One of my favorite songs on the album is “King Ghost.” There’s a reference to what sounds like “sceocca.” Is that the actual word? Where did that come from?
I have absolutely no idea. I know It’s an Old English word. Like a lot of songwriters, I often sing nonsense when I’m working on songs, just to get the melody out. “Sceocca” was just a nonsense word I came out with. Maybe I read it somewhere at the time. I just became attached to the poetry of that little section.

I went down a rabbit hole online, and the definition seemed to have something to do with evil spirits. I thought, “Hm, ‘King Ghost’ / ‘evil spirit’ — maybe there’s a connection there.”
Let’s have a look online. “An evil spirit” — ah! “An evil spirit of demon.” You’re right! I didn’t know that. How beautiful is that? I’m going to pretend, in my next interview, that I knew all along.

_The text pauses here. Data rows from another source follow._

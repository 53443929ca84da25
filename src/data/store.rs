use std::path::PathBuf;

use chrono::NaiveDate;

use crate::errors::AppError;
use crate::models::instrument::Instrument;
use crate::models::record::PriceRecord;

/// Rows written and skipped by one `insert_records` call.
#[derive(Debug, Clone, Copy, Default, PartialEq, Eq)]
pub struct ChunkWrite {
    pub inserted: usize,
    pub skipped: usize,
}

/// A chunk stopped partway. `written` holds what was committed (and skipped)
/// before the error; it is empty when the chunk was rolled back.
#[derive(Debug)]
pub struct ChunkRejected {
    pub written: ChunkWrite,
    pub error: AppError,
}

impl ChunkRejected {
    pub fn rolled_back(error: AppError) -> Self {
        Self {
            written: ChunkWrite::default(),
            error,
        }
    }
}

/// Persistent store of price records keyed by (instrument, date).
pub trait RecordStore: Send + Sync {
    /// Insert records. With `atomic`, either every row persists or none does.
    /// With `skip_existing`, rows whose date is already stored are left alone
    /// and counted as skipped; the check and the insert happen as one step.
    fn insert_records(
        &self,
        instrument_id: i64,
        records: &[PriceRecord],
        atomic: bool,
        skip_existing: bool,
    ) -> Result<ChunkWrite, ChunkRejected>;

    /// Delete every record in `[from, to]`. Returns the number of rows removed.
    fn delete_range(
        &self,
        instrument_id: i64,
        from: NaiveDate,
        to: NaiveDate,
    ) -> Result<usize, AppError>;

    fn count_records(&self, instrument_id: i64) -> Result<usize, AppError>;
}

/// Resolves ticker symbols to instruments.
pub trait InstrumentRegistry: Send + Sync {
    fn find(&self, symbol: &str) -> Result<Option<Instrument>, AppError>;

    /// Return the instrument for `symbol`, creating a placeholder if none exists.
    fn resolve_or_create(&self, symbol: &str) -> Result<Instrument, AppError>;
}

/// Produces a point-in-time copy of the store.
pub trait SnapshotProvider: Send + Sync {
    /// Write a snapshot and return its location.
    fn snapshot(&self, label: &str) -> Result<PathBuf, AppError>;
}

I love the idea of an instrumental mood informing a gibberish lyric, which then creates this cyclical writing process. How often does that happen for you?
It just happened right now, didn’t it? I had no idea, but now I find out [sceocca] is perfect. It’s a magical thing. A lot of people talk about certain artists being geniuses: Dylan, McCartney, Lennon. But all of those artists have made terrible records too. No one completely understands the songwriting process because if they did, they’d never write bad songs. Robert Fripp says this thing about “genius,” which I love: “There’s no such thing as genius. Genius is a spirit that temporarily visits someone before moving on to someone else.” He said the spirit of genius visited King Crimson in 1969 and then moved on to whoever else, Fleetwood Mac. I love the idea that genius temporarily inhabits someone and then gets bored and moves on.

Genius, one might say, is a sceocca.